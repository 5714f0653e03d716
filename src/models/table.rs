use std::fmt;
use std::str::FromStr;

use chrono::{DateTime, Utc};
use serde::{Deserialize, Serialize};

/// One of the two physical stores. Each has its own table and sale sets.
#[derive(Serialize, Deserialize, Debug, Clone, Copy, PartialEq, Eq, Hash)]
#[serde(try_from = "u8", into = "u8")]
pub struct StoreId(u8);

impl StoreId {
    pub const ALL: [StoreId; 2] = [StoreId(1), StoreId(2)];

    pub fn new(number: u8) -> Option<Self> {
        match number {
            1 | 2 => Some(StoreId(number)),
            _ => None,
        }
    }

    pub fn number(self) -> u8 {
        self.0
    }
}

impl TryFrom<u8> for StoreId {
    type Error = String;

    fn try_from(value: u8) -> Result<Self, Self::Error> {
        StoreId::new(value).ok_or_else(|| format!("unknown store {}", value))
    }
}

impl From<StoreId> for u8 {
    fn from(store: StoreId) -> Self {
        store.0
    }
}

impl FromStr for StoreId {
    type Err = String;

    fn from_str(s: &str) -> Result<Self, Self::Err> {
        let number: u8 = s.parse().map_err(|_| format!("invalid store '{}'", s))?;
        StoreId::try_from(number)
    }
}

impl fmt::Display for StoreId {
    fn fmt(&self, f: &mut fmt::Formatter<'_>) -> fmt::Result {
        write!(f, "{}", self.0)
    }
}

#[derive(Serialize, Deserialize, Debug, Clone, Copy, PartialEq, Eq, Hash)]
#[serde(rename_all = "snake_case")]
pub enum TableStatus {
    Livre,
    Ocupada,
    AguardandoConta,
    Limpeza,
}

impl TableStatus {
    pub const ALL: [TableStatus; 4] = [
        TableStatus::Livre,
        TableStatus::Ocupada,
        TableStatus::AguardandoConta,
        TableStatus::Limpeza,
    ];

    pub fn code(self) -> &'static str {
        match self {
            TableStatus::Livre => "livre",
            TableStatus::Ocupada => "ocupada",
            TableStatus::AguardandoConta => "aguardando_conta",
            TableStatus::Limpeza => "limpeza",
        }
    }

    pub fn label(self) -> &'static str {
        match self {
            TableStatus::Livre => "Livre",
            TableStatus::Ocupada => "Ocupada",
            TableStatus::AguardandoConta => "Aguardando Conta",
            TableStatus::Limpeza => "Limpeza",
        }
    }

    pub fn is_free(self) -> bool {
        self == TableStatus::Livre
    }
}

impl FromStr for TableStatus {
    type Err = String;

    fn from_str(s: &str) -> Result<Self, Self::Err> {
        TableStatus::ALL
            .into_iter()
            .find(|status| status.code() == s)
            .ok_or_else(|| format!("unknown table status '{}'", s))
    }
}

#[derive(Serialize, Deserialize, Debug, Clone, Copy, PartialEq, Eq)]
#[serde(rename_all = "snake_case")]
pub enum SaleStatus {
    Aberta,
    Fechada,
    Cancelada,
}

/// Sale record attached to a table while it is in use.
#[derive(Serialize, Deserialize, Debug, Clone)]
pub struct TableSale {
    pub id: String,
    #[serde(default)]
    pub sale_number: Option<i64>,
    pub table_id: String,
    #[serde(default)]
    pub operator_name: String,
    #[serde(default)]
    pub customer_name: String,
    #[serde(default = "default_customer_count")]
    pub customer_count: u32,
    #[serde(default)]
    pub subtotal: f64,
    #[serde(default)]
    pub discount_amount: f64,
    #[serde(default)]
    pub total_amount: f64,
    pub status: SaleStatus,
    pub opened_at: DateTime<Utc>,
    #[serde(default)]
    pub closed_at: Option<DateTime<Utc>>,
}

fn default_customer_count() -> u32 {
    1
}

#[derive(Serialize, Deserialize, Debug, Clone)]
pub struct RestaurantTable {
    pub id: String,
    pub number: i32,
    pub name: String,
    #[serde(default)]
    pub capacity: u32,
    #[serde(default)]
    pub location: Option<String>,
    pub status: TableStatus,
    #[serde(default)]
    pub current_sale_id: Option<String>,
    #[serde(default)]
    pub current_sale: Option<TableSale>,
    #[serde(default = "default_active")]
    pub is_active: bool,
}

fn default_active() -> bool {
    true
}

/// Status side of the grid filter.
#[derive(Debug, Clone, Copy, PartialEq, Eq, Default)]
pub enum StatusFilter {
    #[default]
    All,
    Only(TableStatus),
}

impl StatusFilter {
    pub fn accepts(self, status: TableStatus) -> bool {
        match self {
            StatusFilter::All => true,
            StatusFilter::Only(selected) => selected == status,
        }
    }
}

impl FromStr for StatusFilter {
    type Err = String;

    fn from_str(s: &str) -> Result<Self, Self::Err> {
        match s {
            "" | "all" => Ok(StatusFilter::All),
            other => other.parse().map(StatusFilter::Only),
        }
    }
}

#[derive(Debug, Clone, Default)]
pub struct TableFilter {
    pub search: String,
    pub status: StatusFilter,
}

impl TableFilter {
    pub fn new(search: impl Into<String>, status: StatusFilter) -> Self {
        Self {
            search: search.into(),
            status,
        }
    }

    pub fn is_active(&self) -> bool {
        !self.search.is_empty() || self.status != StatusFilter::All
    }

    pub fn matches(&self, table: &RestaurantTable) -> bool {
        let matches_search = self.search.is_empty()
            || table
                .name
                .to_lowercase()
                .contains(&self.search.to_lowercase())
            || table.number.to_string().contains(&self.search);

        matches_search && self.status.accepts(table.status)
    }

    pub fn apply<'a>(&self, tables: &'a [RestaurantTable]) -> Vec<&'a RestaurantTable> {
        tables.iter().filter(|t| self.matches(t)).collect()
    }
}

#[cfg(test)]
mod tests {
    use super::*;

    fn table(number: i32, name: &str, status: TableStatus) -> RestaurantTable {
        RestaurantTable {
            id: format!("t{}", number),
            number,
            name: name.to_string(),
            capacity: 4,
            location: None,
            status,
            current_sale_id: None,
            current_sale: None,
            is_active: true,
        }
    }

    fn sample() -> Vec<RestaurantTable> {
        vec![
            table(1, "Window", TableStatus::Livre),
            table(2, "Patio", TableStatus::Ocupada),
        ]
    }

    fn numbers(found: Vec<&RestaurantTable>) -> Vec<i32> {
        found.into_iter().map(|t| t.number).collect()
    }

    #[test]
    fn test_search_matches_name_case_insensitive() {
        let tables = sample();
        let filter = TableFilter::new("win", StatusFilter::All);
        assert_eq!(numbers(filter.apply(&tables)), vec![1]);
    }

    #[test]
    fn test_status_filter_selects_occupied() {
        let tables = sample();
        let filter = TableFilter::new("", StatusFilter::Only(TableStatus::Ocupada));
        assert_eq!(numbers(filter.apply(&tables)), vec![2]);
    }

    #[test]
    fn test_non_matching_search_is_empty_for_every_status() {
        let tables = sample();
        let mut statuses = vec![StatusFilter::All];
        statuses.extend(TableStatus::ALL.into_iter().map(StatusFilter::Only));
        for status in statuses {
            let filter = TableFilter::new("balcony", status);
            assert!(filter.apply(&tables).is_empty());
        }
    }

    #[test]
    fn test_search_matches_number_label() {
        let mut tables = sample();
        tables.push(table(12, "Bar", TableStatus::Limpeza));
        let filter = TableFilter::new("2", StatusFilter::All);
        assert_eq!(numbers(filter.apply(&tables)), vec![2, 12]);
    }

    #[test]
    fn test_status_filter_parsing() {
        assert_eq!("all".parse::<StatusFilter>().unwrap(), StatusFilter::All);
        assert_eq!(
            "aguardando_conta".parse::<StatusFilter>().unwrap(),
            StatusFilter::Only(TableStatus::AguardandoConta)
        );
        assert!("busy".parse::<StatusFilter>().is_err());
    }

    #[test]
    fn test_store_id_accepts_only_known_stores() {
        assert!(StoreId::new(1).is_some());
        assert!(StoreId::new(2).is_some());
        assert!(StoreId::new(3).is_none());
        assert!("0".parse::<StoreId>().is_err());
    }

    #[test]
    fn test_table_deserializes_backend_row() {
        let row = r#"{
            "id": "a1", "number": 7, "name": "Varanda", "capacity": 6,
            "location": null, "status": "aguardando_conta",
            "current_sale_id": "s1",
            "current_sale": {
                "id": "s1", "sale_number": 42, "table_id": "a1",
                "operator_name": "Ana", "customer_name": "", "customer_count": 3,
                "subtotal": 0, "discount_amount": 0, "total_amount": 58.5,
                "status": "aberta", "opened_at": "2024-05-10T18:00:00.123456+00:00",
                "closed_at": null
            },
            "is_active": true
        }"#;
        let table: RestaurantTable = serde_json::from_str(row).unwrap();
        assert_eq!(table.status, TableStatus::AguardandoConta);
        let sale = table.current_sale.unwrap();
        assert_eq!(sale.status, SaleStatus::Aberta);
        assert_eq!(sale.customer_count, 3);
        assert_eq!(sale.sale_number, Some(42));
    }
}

──────

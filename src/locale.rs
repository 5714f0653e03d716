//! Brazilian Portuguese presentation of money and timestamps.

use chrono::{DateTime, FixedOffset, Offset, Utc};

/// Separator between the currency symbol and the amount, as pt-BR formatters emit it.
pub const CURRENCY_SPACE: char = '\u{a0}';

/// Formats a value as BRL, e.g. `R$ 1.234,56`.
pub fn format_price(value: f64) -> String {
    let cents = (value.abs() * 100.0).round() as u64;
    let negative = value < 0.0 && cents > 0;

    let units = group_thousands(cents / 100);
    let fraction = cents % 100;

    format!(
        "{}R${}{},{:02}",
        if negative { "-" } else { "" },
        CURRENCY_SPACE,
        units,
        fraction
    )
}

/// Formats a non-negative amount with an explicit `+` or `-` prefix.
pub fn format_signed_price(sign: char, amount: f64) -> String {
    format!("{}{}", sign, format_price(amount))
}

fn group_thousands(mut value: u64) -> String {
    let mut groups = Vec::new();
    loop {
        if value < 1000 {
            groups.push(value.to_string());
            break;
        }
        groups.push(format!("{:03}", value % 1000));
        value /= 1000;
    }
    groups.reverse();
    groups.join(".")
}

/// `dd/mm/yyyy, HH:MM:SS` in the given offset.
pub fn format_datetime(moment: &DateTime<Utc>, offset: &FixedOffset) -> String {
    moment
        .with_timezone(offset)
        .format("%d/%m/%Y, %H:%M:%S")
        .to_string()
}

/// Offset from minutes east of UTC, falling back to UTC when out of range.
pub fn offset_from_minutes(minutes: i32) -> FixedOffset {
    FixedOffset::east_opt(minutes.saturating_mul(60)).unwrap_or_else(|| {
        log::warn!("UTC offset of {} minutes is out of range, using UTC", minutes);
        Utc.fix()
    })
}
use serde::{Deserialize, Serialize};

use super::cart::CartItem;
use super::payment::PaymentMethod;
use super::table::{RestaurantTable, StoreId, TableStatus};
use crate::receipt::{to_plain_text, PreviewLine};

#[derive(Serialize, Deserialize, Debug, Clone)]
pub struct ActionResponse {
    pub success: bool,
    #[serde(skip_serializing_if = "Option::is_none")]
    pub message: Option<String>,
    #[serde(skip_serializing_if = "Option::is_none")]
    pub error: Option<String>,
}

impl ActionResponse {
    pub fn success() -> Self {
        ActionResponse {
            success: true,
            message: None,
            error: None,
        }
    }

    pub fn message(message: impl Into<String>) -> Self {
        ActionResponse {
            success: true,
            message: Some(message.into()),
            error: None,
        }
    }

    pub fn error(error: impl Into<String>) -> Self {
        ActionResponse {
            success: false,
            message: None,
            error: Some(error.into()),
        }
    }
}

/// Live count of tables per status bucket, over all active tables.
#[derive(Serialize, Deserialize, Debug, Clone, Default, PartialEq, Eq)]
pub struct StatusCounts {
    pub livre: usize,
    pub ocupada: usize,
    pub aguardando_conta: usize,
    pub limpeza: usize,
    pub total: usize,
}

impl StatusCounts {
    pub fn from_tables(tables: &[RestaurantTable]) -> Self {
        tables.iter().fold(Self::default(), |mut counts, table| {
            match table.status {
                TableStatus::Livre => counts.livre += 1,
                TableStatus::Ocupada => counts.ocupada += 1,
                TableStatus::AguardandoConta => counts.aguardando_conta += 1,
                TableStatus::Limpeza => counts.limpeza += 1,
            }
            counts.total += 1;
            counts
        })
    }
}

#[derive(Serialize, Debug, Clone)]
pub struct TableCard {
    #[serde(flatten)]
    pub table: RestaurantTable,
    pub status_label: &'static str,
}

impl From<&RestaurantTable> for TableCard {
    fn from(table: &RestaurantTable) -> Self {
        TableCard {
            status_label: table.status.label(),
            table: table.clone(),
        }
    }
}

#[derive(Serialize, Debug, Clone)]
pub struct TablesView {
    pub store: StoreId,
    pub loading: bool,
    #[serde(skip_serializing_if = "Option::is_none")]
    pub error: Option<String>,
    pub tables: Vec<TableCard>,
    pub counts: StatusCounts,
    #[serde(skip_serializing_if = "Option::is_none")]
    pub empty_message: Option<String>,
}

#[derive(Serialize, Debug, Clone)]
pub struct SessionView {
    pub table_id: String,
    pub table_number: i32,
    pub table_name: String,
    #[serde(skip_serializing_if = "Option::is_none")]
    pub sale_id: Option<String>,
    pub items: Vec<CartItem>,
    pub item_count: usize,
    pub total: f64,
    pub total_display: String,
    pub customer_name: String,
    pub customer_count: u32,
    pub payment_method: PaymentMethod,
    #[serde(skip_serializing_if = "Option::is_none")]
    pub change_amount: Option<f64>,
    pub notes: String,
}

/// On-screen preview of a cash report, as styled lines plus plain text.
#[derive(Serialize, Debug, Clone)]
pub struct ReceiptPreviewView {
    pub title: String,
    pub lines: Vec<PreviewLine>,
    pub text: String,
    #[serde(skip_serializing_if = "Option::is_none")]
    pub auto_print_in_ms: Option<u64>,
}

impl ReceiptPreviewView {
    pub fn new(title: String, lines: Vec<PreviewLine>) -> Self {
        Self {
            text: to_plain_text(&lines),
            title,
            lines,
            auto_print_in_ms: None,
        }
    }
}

──────

All lines in the listing above that contain "groups" should be shown.

    let mut groups = Vec::new();
            groups.push(value.to_string());
        groups.push(format!("{:03}", value % 1000));
    groups.reverse();
    groups.join(".")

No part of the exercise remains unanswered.